* REQUIREMENT
In exact form, please repeat the records from their opening line down to the line with "pub fn parse_level(value: &str)", including that line.

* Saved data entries

□ □ □ □ □ □ □

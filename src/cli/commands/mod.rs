//! CLI command implementations
//!
//! One module per subcommand. Reading commands share the loaders in [`utils`].

pub mod anomalies;
pub mod archives;
pub mod check;
pub mod export;
pub mod init_config;
pub mod query;
pub mod report;
pub mod stats;

/// Common utilities for command implementations
pub mod utils {
    use crate::cli::SourceArgs;
    use anyhow::{anyhow, bail, Result};
    use std::path::Path;
    use std::sync::Arc;
    use taglog::logging::storage::query_base_directory;
    use taglog::logging::{
        FileLogStorage, FileStorageOptions, LogEntry, LogLevel, LogQuery, LogStorage,
        MemoryLogStorage,
    };

    /// Parse a level name, accepting any case and `WARNING`
    pub fn parse_level(value: &str) -> Result<LogLevel> {
        value.parse::<LogLevel>().map_err(|e| anyhow!(e))
    }

    /// Reject missing directories instead of creating them
    pub fn require_directory(path: &Path) -> Result<()> {
        if !path.is_dir() {
            bail!("Log directory does not exist: {}", path.display());
        }
        Ok(())
    }

    /// Entries matching `query` from the source directory, newest first
    pub async fn load_entries(source: &SourceArgs, query: &LogQuery) -> Result<Vec<LogEntry>> {
        require_directory(&source.dir)?;
        let options = FileStorageOptions::default();

        if source.archived {
            Ok(query_base_directory(&source.dir, &options, query).await?)
        } else {
            let storage = FileLogStorage::with_options(&source.dir, options)?;
            Ok(storage.query(query).await?)
        }
    }

    /// Load every entry into a memory storage so the analyzer can run over it
    pub async fn snapshot(source: &SourceArgs) -> Result<Arc<MemoryLogStorage>> {
        let entries = load_entries(source, &LogQuery::new()).await?;
        let memory = MemoryLogStorage::new(entries.len().max(1));
        for entry in entries.iter().rev() {
            memory.store(entry).await?;
        }
        Ok(Arc::new(memory))
    }

    /// Format file size in human readable format
    pub fn format_file_size(size: u64) -> String {
        const UNITS: &[&str] = &["B", "KB", "MB", "GB", "TB"];

        if size == 0 {
            return "0 B".to_string();
        }

        let mut size = size as f64;
        let mut unit_index = 0;

        while size >= 1024.0 && unit_index < UNITS.len() - 1 {
            size /= 1024.0;
            unit_index += 1;
        }

        if unit_index == 0 {
            format!("{} {}", size as u64, UNITS[unit_index])
        } else {
            format!("{:.1} {}", size, UNITS[unit_index])
        }
    }

    /// Render ranked (name, count) pairs on one line
    pub fn format_ranked(ranked: &[(String, usize)]) -> String {
        if ranked.is_empty() {
            return "-".to_string();
        }
        ranked
            .iter()
            .map(|(name, count)| format!("{} ({})", name, count))
            .collect::<Vec<_>>()
            .join(", ")
    }

    #[cfg(test)]
    mod tests {
        use super::*;
        use crate::cli::SourceArgs;
        use tempfile::tempdir;

        #[test]
        fn test_format_file_size() {
            assert_eq!(format_file_size(0), "0 B");
            assert_eq!(format_file_size(512), "512 B");
            assert_eq!(format_file_size(1536), "1.5 KB");
            assert_eq!(format_file_size(10 * 1024 * 1024), "10.0 MB");
        }

        #[test]
        fn test_format_ranked() {
            assert_eq!(format_ranked(&[]), "-");
            assert_eq!(
                format_ranked(&[("AUTH".to_string(), 3), ("UI".to_string(), 1)]),
                "AUTH (3), UI (1)"
            );
        }

        #[tokio::test]
        async fn test_missing_directory_is_not_created() {
            let base = tempdir().unwrap();
            let source = SourceArgs {
                dir: base.path().join("missing"),
                archived: false,
            };
            assert!(load_entries(&source, &LogQuery::new()).await.is_err());
            assert!(!source.dir.exists());
        }

        #[tokio::test]
        async fn test_snapshot_keeps_every_entry() {
            let base = tempdir().unwrap();
            let storage = FileLogStorage::new(base.path()).unwrap();
            for i in 0..3 {
                storage
                    .store(&LogEntry::new(LogLevel::Info, "AUTH", "SERVICES", "f", format!("m{}", i)))
                    .await
                    .unwrap();
            }

            let source = SourceArgs {
                dir: base.path().to_path_buf(),
                archived: false,
            };
            let memory = snapshot(&source).await.unwrap();
            assert_eq!(memory.get_entries_count().await, 3);
        }
    }
}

□ □ □ □ □ □ □

* EXERCISE OUTPUT
filename src/cli/commands/mod.rs
//! CLI command implementations
//!
//! One module per subcommand. Reading commands share the loaders in [`utils`].

pub mod anomalies;
pub mod archives;
pub mod check;
pub mod export;
pub mod init_config;
pub mod query;
pub mod report;
pub mod stats;

/// Common utilities for command implementations
pub mod utils {
    use crate::cli::SourceArgs;
    use anyhow::{anyhow, bail, Result};
    use std::path::Path;
    use std::sync::Arc;
    use taglog::logging::storage::query_base_directory;
    use taglog::logging::{
        FileLogStorage, FileStorageOptions, LogEntry, LogLevel, LogQuery, LogStorage,
        MemoryLogStorage,
    };

    /// Parse a level name, accepting any case and `WARNING`
    pub fn parse_level(value: &str) -> Result<LogLevel> {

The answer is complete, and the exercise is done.